Your objective:
Where a line below holds the string "Received", copy that line.

◆ ◆ ◆ ◆ ◆ ◆ ◆

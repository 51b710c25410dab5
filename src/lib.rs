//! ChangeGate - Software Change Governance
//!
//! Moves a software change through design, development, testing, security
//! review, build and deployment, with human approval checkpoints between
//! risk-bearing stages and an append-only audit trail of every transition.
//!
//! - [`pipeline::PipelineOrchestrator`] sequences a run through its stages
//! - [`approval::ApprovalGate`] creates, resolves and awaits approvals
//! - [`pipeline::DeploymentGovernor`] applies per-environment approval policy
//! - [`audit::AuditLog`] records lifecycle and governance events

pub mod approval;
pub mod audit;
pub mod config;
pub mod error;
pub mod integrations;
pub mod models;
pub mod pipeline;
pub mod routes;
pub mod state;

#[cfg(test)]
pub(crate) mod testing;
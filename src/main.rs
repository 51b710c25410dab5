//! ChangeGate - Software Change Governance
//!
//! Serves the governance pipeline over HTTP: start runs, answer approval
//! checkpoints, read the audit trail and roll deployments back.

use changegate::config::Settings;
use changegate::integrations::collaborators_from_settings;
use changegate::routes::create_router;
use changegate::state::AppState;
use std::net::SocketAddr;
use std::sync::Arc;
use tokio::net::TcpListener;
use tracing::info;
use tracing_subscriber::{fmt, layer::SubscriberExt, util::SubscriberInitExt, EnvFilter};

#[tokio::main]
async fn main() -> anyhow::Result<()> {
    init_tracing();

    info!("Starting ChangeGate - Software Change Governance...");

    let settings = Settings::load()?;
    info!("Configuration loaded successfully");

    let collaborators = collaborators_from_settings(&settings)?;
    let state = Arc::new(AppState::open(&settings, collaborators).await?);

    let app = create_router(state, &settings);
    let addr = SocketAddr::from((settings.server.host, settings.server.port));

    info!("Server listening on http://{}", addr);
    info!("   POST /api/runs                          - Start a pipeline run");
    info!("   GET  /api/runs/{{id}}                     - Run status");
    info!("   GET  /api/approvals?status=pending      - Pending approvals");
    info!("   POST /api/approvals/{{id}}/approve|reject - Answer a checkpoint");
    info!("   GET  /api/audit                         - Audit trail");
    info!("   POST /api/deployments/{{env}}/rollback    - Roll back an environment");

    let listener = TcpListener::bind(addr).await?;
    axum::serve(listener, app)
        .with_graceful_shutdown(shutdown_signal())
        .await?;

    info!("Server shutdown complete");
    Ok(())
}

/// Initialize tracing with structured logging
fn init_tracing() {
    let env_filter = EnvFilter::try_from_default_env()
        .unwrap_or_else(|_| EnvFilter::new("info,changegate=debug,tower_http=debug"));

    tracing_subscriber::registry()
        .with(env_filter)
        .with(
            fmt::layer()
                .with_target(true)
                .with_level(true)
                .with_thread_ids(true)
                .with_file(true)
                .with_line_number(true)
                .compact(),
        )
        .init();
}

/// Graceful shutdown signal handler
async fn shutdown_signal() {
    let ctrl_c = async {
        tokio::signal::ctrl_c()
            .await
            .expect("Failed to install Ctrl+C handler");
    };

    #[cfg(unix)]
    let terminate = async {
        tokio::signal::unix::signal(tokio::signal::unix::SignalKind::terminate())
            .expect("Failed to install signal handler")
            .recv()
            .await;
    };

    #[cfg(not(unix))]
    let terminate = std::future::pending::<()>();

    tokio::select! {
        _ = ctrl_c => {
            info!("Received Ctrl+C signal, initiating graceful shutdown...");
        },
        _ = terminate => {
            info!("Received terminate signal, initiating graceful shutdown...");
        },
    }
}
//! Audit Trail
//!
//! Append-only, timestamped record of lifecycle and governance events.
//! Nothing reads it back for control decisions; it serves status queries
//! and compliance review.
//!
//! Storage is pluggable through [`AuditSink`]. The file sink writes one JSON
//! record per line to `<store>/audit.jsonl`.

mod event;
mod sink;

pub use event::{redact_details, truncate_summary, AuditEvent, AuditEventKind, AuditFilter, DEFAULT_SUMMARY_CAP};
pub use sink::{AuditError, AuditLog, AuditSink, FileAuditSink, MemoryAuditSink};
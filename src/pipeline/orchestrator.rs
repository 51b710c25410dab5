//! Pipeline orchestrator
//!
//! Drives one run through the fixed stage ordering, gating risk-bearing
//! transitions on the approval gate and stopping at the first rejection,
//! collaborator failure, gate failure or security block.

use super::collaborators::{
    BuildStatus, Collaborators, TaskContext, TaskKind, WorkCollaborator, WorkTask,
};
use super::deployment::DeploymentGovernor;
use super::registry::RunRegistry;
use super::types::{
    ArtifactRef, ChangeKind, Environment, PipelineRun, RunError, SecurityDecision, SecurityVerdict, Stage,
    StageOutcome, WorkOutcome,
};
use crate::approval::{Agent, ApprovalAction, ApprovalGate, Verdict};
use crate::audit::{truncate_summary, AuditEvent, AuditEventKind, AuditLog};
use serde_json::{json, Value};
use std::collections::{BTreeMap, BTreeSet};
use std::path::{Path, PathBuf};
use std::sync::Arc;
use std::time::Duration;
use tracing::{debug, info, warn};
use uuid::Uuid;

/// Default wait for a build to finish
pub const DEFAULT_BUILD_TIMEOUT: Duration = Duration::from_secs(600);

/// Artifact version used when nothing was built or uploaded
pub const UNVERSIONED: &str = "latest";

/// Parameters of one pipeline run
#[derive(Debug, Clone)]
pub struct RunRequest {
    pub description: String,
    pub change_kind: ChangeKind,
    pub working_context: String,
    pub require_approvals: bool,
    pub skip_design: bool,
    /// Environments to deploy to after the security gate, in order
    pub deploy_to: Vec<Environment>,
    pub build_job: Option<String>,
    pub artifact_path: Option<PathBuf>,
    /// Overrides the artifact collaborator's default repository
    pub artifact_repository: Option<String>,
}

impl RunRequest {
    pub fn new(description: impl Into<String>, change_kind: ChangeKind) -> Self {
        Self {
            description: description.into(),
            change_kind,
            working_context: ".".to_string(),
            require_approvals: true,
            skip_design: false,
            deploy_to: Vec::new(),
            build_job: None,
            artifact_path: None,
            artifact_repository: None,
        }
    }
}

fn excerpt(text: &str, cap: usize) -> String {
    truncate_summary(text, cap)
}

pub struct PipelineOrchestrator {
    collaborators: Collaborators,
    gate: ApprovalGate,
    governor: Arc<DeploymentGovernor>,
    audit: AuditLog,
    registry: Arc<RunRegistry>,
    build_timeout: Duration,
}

◆ ◆ ◆ ◆ ◆ ◆ ◆

Written answer:
            info!("Received Ctrl+C signal, initiating graceful shutdown...");
            info!("Received terminate signal, initiating graceful shutdown...");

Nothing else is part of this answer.